Chicago Cubs manager Dale Sveum and president Theo Epstein watch the inaugural match play bunting tournament during spring training at Fitch Park. Mandatory Credit: Kyle Terada-US PRESSWIRE
Drafted in the 11th round of the 2010 draft, Kurcz is a man with clear strengths and weaknesses. A big arm, Kurcz can blow his fastball past opposing hitters, but at the moment that's about all he can do. His repertoire is extremely limited, and his command isn't the best at the moment.
Still, the fastball was enough to get Kurcz 91 strikeouts in 82 innings as a 20-year-old in High-A Daytona. Some of that even came starting, which he isn't really cut out for. When he moved to shorter outings from the pen, his numbers improved noticeably, with his ERA dropping a full point and his K:BB more than doubling.

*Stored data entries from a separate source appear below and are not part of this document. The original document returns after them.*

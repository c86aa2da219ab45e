//! Generation types.

use serde::{Deserialize, Serialize};

/// LLM provider identifier.
#[derive(Debug, Clone, Copy, PartialEq, Eq, Serialize, Deserialize)]
#[serde(rename_all = "lowercase")]
pub enum LlmProvider {
    Gemini,
    OpenAI,
    Anthropic,
}

impl std::fmt::Display for LlmProvider {
    fn fmt(&self, f: &mut std::fmt::Formatter<'_>) -> std::fmt::Result {
        match self {
            LlmProvider::Gemini => write!(f, "gemini"),
            LlmProvider::OpenAI => write!(f, "openai"),
            LlmProvider::Anthropic => write!(f, "anthropic"),
        }
    }
}

/// One message of a prompt.
#[derive(Debug, Clone, PartialEq, Serialize, Deserialize)]
pub struct ChatMessage {
    pub role: String,
    pub content: String,
}

impl ChatMessage {
    pub fn system(content: impl Into<String>) -> Self {
        Self {
            role: "system".into(),
            content: content.into(),
        }
    }

    pub fn user(content: impl Into<String>) -> Self {
        Self {
            role: "user".into(),
            content: content.into(),
        }
    }
}

/// A complete prompt plus sampling limits.
#[derive(Debug, Clone, PartialEq)]
pub struct GenerationRequest {
    pub messages: Vec<ChatMessage>,
    pub temperature: f64,
    pub max_tokens: usize,
}

impl GenerationRequest {
    /// Single user message with default sampling.
    pub fn prompt(text: impl Into<String>) -> Self {
        Self {
            messages: vec![ChatMessage::user(text)],
            ..Self::default()
        }
    }

    /// System instruction followed by one user message.
    pub fn with_system(system: impl Into<String>, user: impl Into<String>) -> Self {
        Self {
            messages: vec![ChatMessage::system(system), ChatMessage::user(user)],
            ..Self::default()
        }
    }
}

impl Default for GenerationRequest {
    fn default() -> Self {
        Self {
            messages: Vec::new(),
            temperature: 0.2,
            max_tokens: 512,
        }
    }
}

Frankly, I'm not sure that Kurcz isn't the better prospect in the deal. While Chris Carpenter is further along and with somewhat more potential, Kurcz has the greater likelihood of actually being a good player for the Red Sox as far as I can tell, even if that contribution comes as a seventh-eighth inning man.
The Sox have had their difficulties filling the bullpen via free agency in years past, and they're often reluctant to bring pitchers up through the minors as relief arms. Here we have a prospect seemingly destined for the pen, however, and one who could do well there. I'll take it.